Tres cuentos de Sara Gallardo
Por Sara Gallardo
Tokio se llama la tintorería de mi barrio. Su dueña, desde una mesa, vigila los trabajos. Casi no habla español. Entre el vapor sus hijos escuchan tangos en la radio.
El día que me hicieron rector de la Universidad fui a hacer planchar mis pantalones. Los muchachos me dieron una bata mientras esperaba.
Por pudor, la madre dejó el puesto. Lo ignora: enseño lenguas orientales. Pude leer, en la mesa, qué escribía:
Aquí estabas
espejo
cuatro años escondido entre papeles.
Un rastro de belleza perduraba en tus aguas.
¿Por qué no lo guardaste?
De alguna cosa sirve, comprendí esa tarde, ser rector de la Universidad, experto en lenguas orientales, dueño de un solo pantalón.
En Chivilcoy, hacia 1942, había una mujer muy consultada. Para litigios, enfermedad, finanzas, robos, tenía consejos de oro. Nunca aceptó pago. De modo que la gente le llevaba huevos o corderos y a veces confitura casera.

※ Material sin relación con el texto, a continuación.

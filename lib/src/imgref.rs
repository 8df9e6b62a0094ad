//! Syntax checks for container image references such as
//! `registry.example.com/ns/app:latest` or `ns/app@sha256:<hex>`.
//!
//! This is the docker distribution reference grammar; it is purely
//! lexical, no registry is contacted.

use once_cell::sync::Lazy;
use regex::Regex;
use thiserror::Error;

/// The longest permitted repository name, domain included.
const NAME_TOTAL_LENGTH_MAX: usize = 255;

/// Groups: 1 = full name, 2 = domain, 3 = path, 4 = tag, 5 = digest.
static REFERENCE: Lazy<Regex> = Lazy::new(|| {
    let alnum = "[a-z0-9]+";
    let separator = "(?:[._]|__|[-]*)";
    let component = format!("{alnum}(?:{separator}{alnum})*");
    let domain_component = "(?:[a-zA-Z0-9]|[a-zA-Z0-9][a-zA-Z0-9-]*[a-zA-Z0-9])";
    let domain = format!(r"{domain_component}(?:\.{domain_component})*(?::[0-9]+)?");
    let tag = r"[A-Za-z0-9_][A-Za-z0-9_.-]{0,127}";
    let digest = "[A-Za-z][A-Za-z0-9]*(?:[-_+.][A-Za-z][A-Za-z0-9]*)*:[[:xdigit:]]{32,}";
    Regex::new(&format!(
        "^((?:({domain})/)?({component}(?:/{component})*))(?::({tag}))?(?:@({digest}))?$"
    ))
    .unwrap()
});

/// Why an image reference was rejected.
#[derive(Debug, Error, Clone, PartialEq, Eq)]
pub enum ImageReferenceError {
    /// The reference was empty.
    #[error("repository name must have at least one component")]
    NameEmpty,
    /// The reference does not match the grammar.
    #[error("invalid reference format")]
    InvalidFormat,
    /// The reference would match if it were lowercase.
    #[error("invalid reference format: repository name must be lowercase")]
    NameContainsUppercase,
    /// The repository name is too long.
    #[error("repository name must not be more than 255 characters")]
    NameTooLong,
    /// The digest algorithm is not one we can verify.
    #[error("unsupported digest algorithm")]
    DigestUnsupported,
    /// The digest has the wrong number of hex characters for its algorithm.
    #[error("invalid checksum digest length")]
    DigestInvalidLength,
    /// The digest is not lowercase hex.
    #[error("invalid checksum digest format")]
    DigestInvalidFormat,
    /// A bare name; the image to run would be ambiguous.
    #[error("image does not have a digest or tag")]
    NoTagOrDigest,
}

/// What a syntactically valid reference pins.
#[derive(Debug, PartialEq, Eq)]
struct Pinned<'a> {
    tag: Option<&'a str>,
    digest: Option<&'a str>,
}

/// Validate the `algorithm:hex` digest portion of a reference.
fn validate_digest(digest: &str) -> Result<(), ImageReferenceError> {
    let (algorithm, encoded) = digest
        .split_once(':')
        .ok_or(ImageReferenceError::DigestInvalidFormat)?;
    let hex_len = match algorithm {
        "sha256" => 64,
        "sha384" => 96,
        "sha512" => 128,
        _ => return Err(ImageReferenceError::DigestUnsupported),
    };
    if encoded.len() != hex_len {
        return Err(ImageReferenceError::DigestInvalidLength);
    }
    if !encoded.bytes().all(|b| matches!(b, b'0'..=b'9' | b'a'..=b'f')) {
        return Err(ImageReferenceError::DigestInvalidFormat);
    }
    Ok(())
}

/// Parse a reference. Tags and digests are both optional here.
fn parse_reference(s: &str) -> Result<Pinned<'_>, ImageReferenceError> {
    let Some(caps) = REFERENCE.captures(s) else {
        if s.is_empty() {
            return Err(ImageReferenceError::NameEmpty);
        }
        if REFERENCE.is_match(&s.to_lowercase()) {
            return Err(ImageReferenceError::NameContainsUppercase);
        }
        return Err(ImageReferenceError::InvalidFormat);
    };
    if caps.get(1).map_or(0, |m| m.len()) > NAME_TOTAL_LENGTH_MAX {
        return Err(ImageReferenceError::NameTooLong);
    }
    let digest = caps.get(5).map(|m| m.as_str());
    if let Some(digest) = digest {
        validate_digest(digest)?;
    }
    Ok(Pinned {
        tag: caps.get(4).map(|m| m.as_str()),
        digest,
    })
}

/// Validate an image to run: it must parse and pin either a tag or a digest.
pub fn validate_image(image: &str) -> Result<(), ImageReferenceError> {
    match parse_reference(image)? {
        Pinned {
            tag: None,
            digest: None,
        } => Err(ImageReferenceError::NoTagOrDigest),
        _ => Ok(()),
    }
}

Vivía en las afueras del pueblo. Había que dejar los medios de transporte bajo un aguaribay.
Asombraba su enorme cabellera, anudada en rodete, de un color amarillo. Observadora como es, la gente notó que era peluca.
En una especie de escritorio atendía las cuitas. Se retiraba dejando solos a los clientes por una puerta chica pero doble. Al rato volvía con el consejo.
Así, corrió la voz de que había un espíritu a sus órdenes y aumentó su prestigio.
Se la veía pasar en un sulky tirado por un alazán. Alguien, para alegría general, descubrió que la peluca estaba hecha con cerdas de la cola del alazán. La noticia cundió, pero sin llegar a sus oídos.
Cuando murió, se atrevieron a abrir la pequeña puerta doble. Comunicaba con un establo, donde tenía a su caballo.
No lloré a mi marido en realidad. Treinta años de discordia. Mejor: diez de discordia y veinte de odio. Un yugo, si los hay.
Heredé. Siempre deseé tener mis propios bienes. Invertí, compré tierra, sé asesorarme, puse dinero en préstamo.
Esto me hizo feliz. Empecé a notar los colores del cielo.
Cuando estrené mi casa, dos cuartos con alfombra y jarrones, vista a un parque, bebí champagne a solas, reí.
Todos los viernes invité a amigos a una mesa de bridge. Matrimonios de vieja data y algún pederasta para completar.
Un lunes a la tarde se me fue la sirvienta, inservible, reumática. Fue a internarse. Un alivio.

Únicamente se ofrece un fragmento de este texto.